Although some religious and spiritual sentiments are inter-woven into secular rites and rituals, the predominant theme of the festivals is offering of prayers to the Supreme Being hailed by different names in diverse naga dialects. At these festivals, the spirits and gods are propitiated with sacrifices by the village Shaman (priest) for a bountiful harvest either before the sowing or before reaping the harvest. All round the year, the people of Nagaland celebrate the festivals. They start with the Chakhesang Sukrunye festival in January, followed by Kuki Mimkut; Angami Sekrenyi is celebrated in February. The month of April begins with the Konyak Aoling and Phom Monyu festivals in the first week. Ao Moatsu and Khiamniungan Miu festivals are celebrated in May; Sumi Tuluni and Chang Nkanyulum festivals are celebrated in the month of July. In the months of August and September, the Yimchunger Metemneo and Sangtam Mongmong festivals are celebrated. The month of November witnesses the celebration of the Lotha Tokhu Emong and the Rengma Ngada festivals. In the last month the Zeling Nga-Ngai, festival is celebrated with all the pomp and shows this marks the completion of a year and the beginning of the next year. 

 

Places of Interest:

Shrouded in mystery, greatly awe inspiring till recent times, the territory of Nagaland finds mention in the recent Sanskrit scriptures, wherein it is hailed as ‘Nag Bhumi’- the land of serpents. Due to the extremity of its location, the inhospitable terrain, coupled with profusion of wildlife and vegetation, Nagaland remained for long, almost a virgin territory- where few mortals from the outside world dared to tread. But not so anymore. With the growing awareness and interest in travel and tourism, the thirsty travelers relentlessly search for newer destinations. Consequently, Nagaland is fast emerging as a tourist destination in its own right. Nagaland abounds in serene natural beauty and panoramic views of the hills which infact are the eastern offshoots of the mighty Himalayas.
Four districts of Nagaland have been recently opened up for international visitors. They are Kohima, Dimapur, Wokha and Mokochung. Kohima is the state capital situated at the height of 1495 meters above sea level. It is an enchanting hill station presenting wide panoramic views. The war cemetery is a symbolic memorial raised in honour of the officers and soldiers who sacrificed their lives during World War II. The epitaphs are moving. There are few mountains and peaks in Nagaland, which are worth seeing. The Japfu peak situated at a height of 3048 mts. above sea level is the second highest peak in Nagaland after Mt.

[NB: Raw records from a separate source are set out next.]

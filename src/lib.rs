//! Shift planner for a small team.
//!
//! This crate generates recurring weekly shift schedules from per-employee
//! rest days and off-Saturday rotations, and reconciles planned hours against
//! absences, late arrivals and overtime into an hours report.

#![warn(missing_docs)]

pub mod api;
pub mod calculation;
pub mod config;
pub mod error;
pub mod export;
pub mod models;
pub mod planner;
pub mod store;
//! Inclusive date ranges used to scope queries and reports.

use chrono::NaiveDate;
use serde::{Deserialize, Serialize};

use crate::error::{PlannerError, PlannerResult};

/// An inclusive `[from, to]` calendar range.
///
/// # Example
///
/// ```
/// use shift_planner::models::DateRange;
/// use chrono::NaiveDate;
///
/// let range = DateRange::new(
///     NaiveDate::from_ymd_opt(2024, 3, 11).unwrap(),
///     NaiveDate::from_ymd_opt(2024, 3, 20).unwrap(),
/// )
/// .unwrap();
///
/// let day = |d| NaiveDate::from_ymd_opt(2024, 3, d).unwrap();
/// assert!(range.overlaps(day(8), day(11)));
/// assert!(!range.overlaps(day(21), day(22)));
/// ```
#[derive(Debug, Clone, Copy, PartialEq, Eq, Serialize, Deserialize)]
pub struct DateRange {
    /// First day of the range (inclusive).
    pub from: NaiveDate,
    /// Last day of the range (inclusive).
    pub to: NaiveDate,
}

impl DateRange {
    /// Creates a range, rejecting one whose end precedes its start.
    pub fn new(from: NaiveDate, to: NaiveDate) -> PlannerResult<Self> {
        if to < from {
            return Err(PlannerError::InvalidRange { from, to });
        }
        Ok(Self { from, to })
    }

    /// Checks if `day` falls within the range (inclusive on both ends).
    pub fn contains(&self, day: NaiveDate) -> bool {
        day >= self.from && day <= self.to
    }

    /// Checks if `[start, end]` shares at least one day with the range.
    pub fn overlaps(&self, start: NaiveDate, end: NaiveDate) -> bool {
        end >= self.from && start <= self.to
    }
}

Saramati. Watching sun rise from this peak is memorable. Mt. Tempu is another peak worth visiting. It is at a height of 3000 mts. From this peak, you can have an eye view of the Dzukou valley. The Dzukou valley is at a height of 2433 mts. above sea level. It is a favourite haunt of young trekkers and meditation groups. There are few villages, which can be of interest. The Khonoma village is known for its valour, as its residents had fought a pitched battle against the Britishers who came on an expedition to the Naga Hills in Oct. 1879. Another important village is the Shangnyu village, ruled by the chieftain Angh. It is popular for the wooden monument located in this village, which is believed to have been constructed by the divine angles. Another place, which can be of interest, is Impur. At this place, the early American Baptist Missionaries set up a mission center. It is 18 km from Mokokchung and a pilgrimage center is proposed to be set up here.